Eastward Ho 24

Development
- Designer: Walter McInnis
- Location: United States
- Year: 1975
- Builder: Portsmouth Yachts
- Role: Cruiser

Boat
- Displacement: 7,000 lb (3,175 kg)
- Draft: 3.83 ft (1.17 m)

Hull
- Type: monohull
- Construction: fiberglass
- LOA: 23.67 ft (7.21 m)
- LWL: 20.00 ft (6.10 m)
- Beam: 8.67 ft (2.64 m)
- Engine: Palmer gasoline engine

Hull appendages
- Keel: long keel
- Ballast: 3,000 lb (1,361 kg)
- Rudder: keel-mounted rudder

Rig
- Rig type: Bermuda rig
- I foretriangle height: 31.70 ft (9.66 m)
- J foretriangle base: 9.00 ft (2.74 m)
- P mainsail luff: 26.00 ft (7.92 m)
- E mainsail foot: 12.20 ft (3.72 m)

Sails
- Sailplan: masthead sloop
- Mainsail area: 158.60 sq ft (14.734 m^{2})
- Jib/genoa area: 142.65 sq ft (13.253 m^{2})
- Total sail area: 301.25 sq ft (27.987 m^{2})

Racing
- PHRF: 269

= Eastward Ho 24 =

Sailboat class

The Eastward Ho 24 is an American trailerable sailboat that was designed by Walter McInnis of Eldridge-McInnis, as a cruiser and first built in 1975.

==Production==
The design was built by C. E. Ryder in Bristol, Rhode Island under contract, then finished and marketed by Portsmouth Yachts in the United States. The first boats were built in 1975, but it is now out of production.

==Design==
The Eastward Ho 24 is a recreational keelboat, built predominantly of fiberglass, with wood trim. It has a masthead sloop rig, a spooned plumb stem, an angled transom, a keel-mounted rudder controlled by a tiller and a fixed long keel. With the optional bowsprit it can be cutter rigged. The boat displaces 7000 lb and carries 3000 lb of lead ballast.

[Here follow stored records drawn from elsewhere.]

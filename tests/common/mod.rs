// SPDX-License-Identifier: Apache-2.0
// Copyright 2025 itsakeyfut
//
// Licensed under the Apache License, Version 2.0 (the "License");
// you may not use this file except in compliance with the License.
// You may obtain a copy of the License at
//
//     http://www.apache.org/licenses/LICENSE-2.0
//
// Unless required by applicable law or agreed to in writing, software
// distributed under the License is distributed on an "AS IS" BASIS,
// WITHOUT WARRANTIES OR CONDITIONS OF ANY KIND, either express or implied.
// See the License for the specific language governing permissions and
// limitations under the License.

//! Shared helpers for integration tests

pub mod assertions;
pub mod fixtures;
pub mod test_roms;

The boat has a draft of 3.83 ft with the standard keel.

The boat is fitted with a Swedish Volvo MD4 diesel engine of 22 hp, a Universal Atomic 4 30 hp or Palmer gasoline engine for docking and maneuvering. The fuel tank holds 22 u.s.gal and the fresh water tank also has a capacity of 22 u.s.gal.

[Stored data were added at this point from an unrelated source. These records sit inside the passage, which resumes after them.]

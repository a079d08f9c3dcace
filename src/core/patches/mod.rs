// SPDX-License-Identifier: Apache-2.0
// Copyright 2025 itsakeyfut
//
// Licensed under the Apache License, Version 2.0 (the "License");
// you may not use this file except in compliance with the License.
// You may obtain a copy of the License at
//
//     http://www.apache.org/licenses/LICENSE-2.0
//
// Unless required by applicable law or agreed to in writing, software
// distributed under the License is distributed on an "AS IS" BASIS,
// WITHOUT WARRANTIES OR CONDITIONS OF ANY KIND, either express or implied.
// See the License for the specific language governing permissions and
// limitations under the License.

//! ROM patch engine
//!
//! Some games depend on timing the emulator does not reproduce exactly
//! (VRAM copies spanning frames, busy-wait loops that defeat idle detection).
//! Rather than special-casing those games in the core, a small set of byte
//! patches rewrites the offending instructions once at load time.
//!
//! # Application rule
//!
//! An entry is applied to a ROM if and only if:
//! 1. the ROM's [`GameIdentity`] equals the entry's identity, and
//! 2. the bytes at the entry's address equal the entry's original bytes.
//!
//! After application the bytes equal the patched bytes, so running the
//! engine again is a no-op. A mismatch is never an error.
//!
//! # Example
//!
//! ```
//! use vbrx::core::patches::{PatchEntry, PatchRegistry};
//! use vbrx::core::rom::{GameIdentity, RomImage};
//!
//! let entry = PatchEntry::new(b"AAAAAA", 0x100, &[0x21, 0x40], &[0x23, 0x40]);
//! let registry = PatchRegistry::from_entries([entry]);
//!
//! let mut data = vec![0u8; 0x1000];
//! data[0x100..0x102].copy_from_slice(&[0x21, 0x40]);
//! let mut rom = RomImage::from_bytes(data).unwrap();
//!
//! let id: GameIdentity = "AAAAAA".parse().unwrap();
//! registry.apply(&mut rom, &id);
//! assert_eq!(&rom.bytes()[0x100..0x102], &[0x23, 0x40]);
//! ```

mod known;

pub use known::KNOWN_PATCHES;

use super::rom::{GameIdentity, RomImage};
use serde::Serialize;
use std::borrow::Cow;
use std::collections::HashMap;
use std::ops::Range;
use std::sync::OnceLock;

/// A single corrective byte patch scoped to one game
#[derive(Debug, Clone, PartialEq, Eq)]
pub struct PatchEntry {
    /// Game the patch belongs to
    pub identity: GameIdentity,
    /// Offset into the ROM image
    pub address: u32,
    /// Bytes expected at `address` before patching
    pub original: Cow<'static, [u8]>,
    /// Replacement bytes
    pub patched: Cow<'static, [u8]>,
}

/// Result of checking one entry against a ROM
#[derive(Debug, Clone, Copy, PartialEq, Eq, Serialize)]
#[serde(rename_all = "snake_case")]
pub enum PatchOutcome {
    /// Original bytes matched and were replaced
    Applied,
    /// Patched bytes were already present
    AlreadyPatched,
    /// Neither original nor patched bytes found (different revision)
    Mismatch,
    /// Entry range lies outside the image
    OutOfRange,
}

impl PatchEntry {
    /// Build a patch from static byte sequences
    ///
    /// # Panics
    ///
    /// Panics (at compile time when used in a const context) if `original`
    /// and `patched` differ in length.
    pub const fn new(
        identity: &[u8; GameIdentity::LEN],
        address: u32,
        original: &'static [u8],
        patched: &'static [u8],
    ) -> Self {
        assert!(
            original.len() == patched.len(),
            "original and patched bytes must have the same length"
        );
        Self {
            identity: GameIdentity::new(*identity),
            address,
            original: Cow::Borrowed(original),
            patched: Cow::Borrowed(patched),
        }
    }

    /// Build a patch from owned byte sequences
    ///
    /// Returns `None` if the sequences differ in length or are empty.
    pub fn owned(
        identity: GameIdentity,
        address: u32,
        original: Vec<u8>,
        patched: Vec<u8>,
    ) -> Option<Self> {
        if original.len() != patched.len() || original.is_empty() {
            return None;
        }
        Some(Self {
            identity,
            address,
            original: Cow::Owned(original),
            patched: Cow::Owned(patched),
        })
    }

    /// Number of bytes the patch covers
    pub fn len(&self) -> usize {
        self.original.len()
    }

    /// True for a zero-length patch
    pub fn is_empty(&self) -> bool {
        self.original.is_empty()
    }

    /// ROM byte range covered by the patch
    pub fn range(&self) -> Range<usize> {
        let start = self.address as usize;
        start..start + self.len()
    }

    /// True if both patches cover at least one common byte
    pub fn overlaps(&self, other: &PatchEntry) -> bool {
        let (a, b) = (self.range(), other.range());
        a.start < b.end && b.start < a.end
    }

    /// Apply this entry to raw ROM bytes, ignoring identity
    ///
    /// Writes only when the current bytes equal the original sequence.
    pub fn apply_to(&self, rom: &mut [u8]) -> PatchOutcome {
        let Some(target) = rom.get_mut(self.range()) else {
            return PatchOutcome::OutOfRange;
        };

        if *target == *self.original {
            target.copy_from_slice(&self.patched);
            PatchOutcome::Applied
        } else if *target == *self.patched {
            PatchOutcome::AlreadyPatched
        } else {
            PatchOutcome::Mismatch
        }
    }
}

/// Per-entry result within a [`PatchReport`]
#[derive(Debug, Clone, PartialEq, Eq, Serialize)]
pub struct PatchResult {
    /// Entry address
    pub address: u32,
    /// Entry length in bytes
    pub len: usize,
    /// What happened
    pub outcome: PatchOutcome,
}

/// Summary of one patch pass over a ROM
#[derive(Debug, Clone, PartialEq, Eq, Serialize)]
pub struct PatchReport {
    /// Identity the registry was queried with
    pub identity: GameIdentity,
    /// Results for every entry registered under `identity`
    pub results: Vec<PatchResult>,
}

impl PatchReport {
    /// Number of entries written during this pass
    pub fn applied(&self) -> usize {
        self.count(PatchOutcome::Applied)
    }

    /// Number of entries found already in place
    pub fn already_patched(&self) -> usize {
        self.count(PatchOutcome::AlreadyPatched)
    }

    /// Number of entries whose guard did not match
    pub fn skipped(&self) -> usize {
        self.results.len() - self.applied() - self.already_patched()
    }

    fn count(&self, outcome: PatchOutcome) -> usize {
        self.results.iter().filter(|r| r.outcome == outcome).count()
    }
}

/// Patch entries indexed by game identity
///
/// Lookup hashes the identity once, so games without patches pay
/// nothing beyond that.
#[derive(Debug, Clone, Default)]
pub struct PatchRegistry {
    by_identity: HashMap<GameIdentity, Vec<PatchEntry>>,
}

impl PatchRegistry {
    /// Create an empty registry
    pub fn new() -> Self {
        Self::default()
    }

    /// Build a registry from a set of entries
    pub fn from_entries<I: IntoIterator<Item = PatchEntry>>(entries: I) -> Self {
        let mut registry = Self::new();
        for entry in entries {
            registry.insert(entry);
        }
        registry
    }

    /// Registry containing every shipped patch
    pub fn builtin() -> &'static PatchRegistry {
        static BUILTIN: OnceLock<PatchRegistry> = OnceLock::new();
        BUILTIN.get_or_init(|| Self::from_entries(KNOWN_PATCHES.iter().cloned()))
    }

    /// Register an entry
    pub fn insert(&mut self, entry: PatchEntry) {
        self.by_identity
            .entry(entry.identity)
            .or_default()
            .push(entry);
    }

    /// Entries registered for a game
    pub fn entries_for(&self, identity: &GameIdentity) -> &[PatchEntry] {
        self.by_identity
            .get(identity)
            .map(Vec::as_slice)
            .unwrap_or_default()
    }

    /// Total number of entries
    pub fn len(&self) -> usize {
        self.by_identity.values().map(Vec::len).sum()
    }

    /// True if no entries are registered
    pub fn is_empty(&self) -> bool {
        self.by_identity.is_empty()
    }

    /// Identities that have at least one entry
    pub fn identities(&self) -> impl Iterator<Item = &GameIdentity> {
        self.by_identity.keys()
    }

    /// Apply every entry registered for `identity` to `rom`
    ///
    /// Never fails. Entries whose guard does not match leave the ROM untouched.
    pub fn apply(&self, rom: &mut RomImage, identity: &GameIdentity) {
        self.apply_with_report(rom, identity);
    }

    /// Apply entries and report the outcome of each
    pub fn apply_with_report(&self, rom: &mut RomImage, identity: &GameIdentity) -> PatchReport {
        let bytes = rom.bytes_mut();
        let results = self
            .entries_for(identity)
            .iter()
            .map(|entry| {
                let outcome = entry.apply_to(bytes);
                match outcome {
                    PatchOutcome::Applied => log::debug!(
                        "Patched {} at 0x{:06X} ({} bytes)",
                        identity,
                        entry.address,
                        entry.len()
                    ),
                    _ => log::trace!(
                        "Patch for {} at 0x{:06X}: {:?}",
                        identity,
                        entry.address,
                        outcome
                    ),
                }
                PatchResult {
                    address: entry.address,
                    len: entry.len(),
                    outcome,
                }
            })
            .collect();

        PatchReport {
            identity: *identity,
            results,
        }
    }
}

/// Apply the shipped patches for `identity` to `rom`
///
/// Convenience wrapper over [`PatchRegistry::builtin`].
pub fn apply_patches(rom: &mut RomImage, identity: &GameIdentity) {
    PatchRegistry::builtin().apply(rom, identity);
}

#[cfg(test)]
mod tests;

The design has sleeping accommodation for four people, with two straight settee quarter berths in the main cabin and upper berths above them. The main cabin has a drop-leaf table. The galley is located on both sides of the companionway ladder. The galley is equipped with a stove, an icebox and a sink. The head is in the bow. Cabin headroom is 76 in.

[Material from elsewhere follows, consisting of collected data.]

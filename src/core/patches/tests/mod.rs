// SPDX-License-Identifier: Apache-2.0
// Copyright 2025 itsakeyfut
//
// Licensed under the Apache License, Version 2.0 (the "License");
// you may not use this file except in compliance with the License.
// You may obtain a copy of the License at
//
//     http://www.apache.org/licenses/LICENSE-2.0
//
// Unless required by applicable law or agreed to in writing, software
// distributed under the License is distributed on an "AS IS" BASIS,
// WITHOUT WARRANTIES OR CONDITIONS OF ANY KIND, either express or implied.
// See the License for the specific language governing permissions and
// limitations under the License.

//! Patch engine tests
//!
//! Tests are grouped by concern: single-entry application, registry lookup
//! and the shipped table, and randomized properties.


use super::*;

/// Build a 4 KiB ROM with the given identity in its header
pub(super) fn rom_with_identity(id: &[u8; 6]) -> RomImage {
    rom_sized_with_identity(0x1000, id)
}

/// Build a ROM of `size` bytes with the given identity in its header
pub(super) fn rom_sized_with_identity(size: usize, id: &[u8; 6]) -> RomImage {
    let mut data = vec![0u8; size];
    let start = size - 0x207;
    data[start..start + 6].copy_from_slice(id);
    RomImage::from_bytes(data).unwrap()
}

/// The example entry used throughout the tests
pub(super) fn example_entry() -> PatchEntry {
    PatchEntry::new(b"AAAAAA", 0x100, &[0x21, 0x40], &[0x23, 0x40])
}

The design has a PHRF racing average handicap of 269 and a hull speed of 6.0 kn.

==Operational history==
In a 2010 review Steve Henkel wrote, "the Eastward Ho was available either as a sloop ... or, with a bowsprit added, as a cutter. There was also a choice of motive power, including a Volvo MD-2 diesel (22 hp) or an Atomic Four (30 hp). The designer, Eldredge McInnis of Boston, MA, a firm started in 1926, tended to specialize in large yachts, especially motorsailers. (The firm closed in 1976 when Walter J. McInnis retired at age 83. Albert Eldredge had died in 1936 but was involved in sales, not design.) Even though she's less than 24 feet on deck, because of her displacement of 7,000 pounds she can use the power to punch through waves. Typically, these boats were offered with a yacht finish, teak and holly sole, teak interior, fine jointer-work, and so on. Best features: This is a top-of-the-line yacht for her size range. She is durable, beautiful to look at, and a good sailer, especially when it breezes up. Worst features: When these boats come onto the market, which is rare, they typically command a premium price."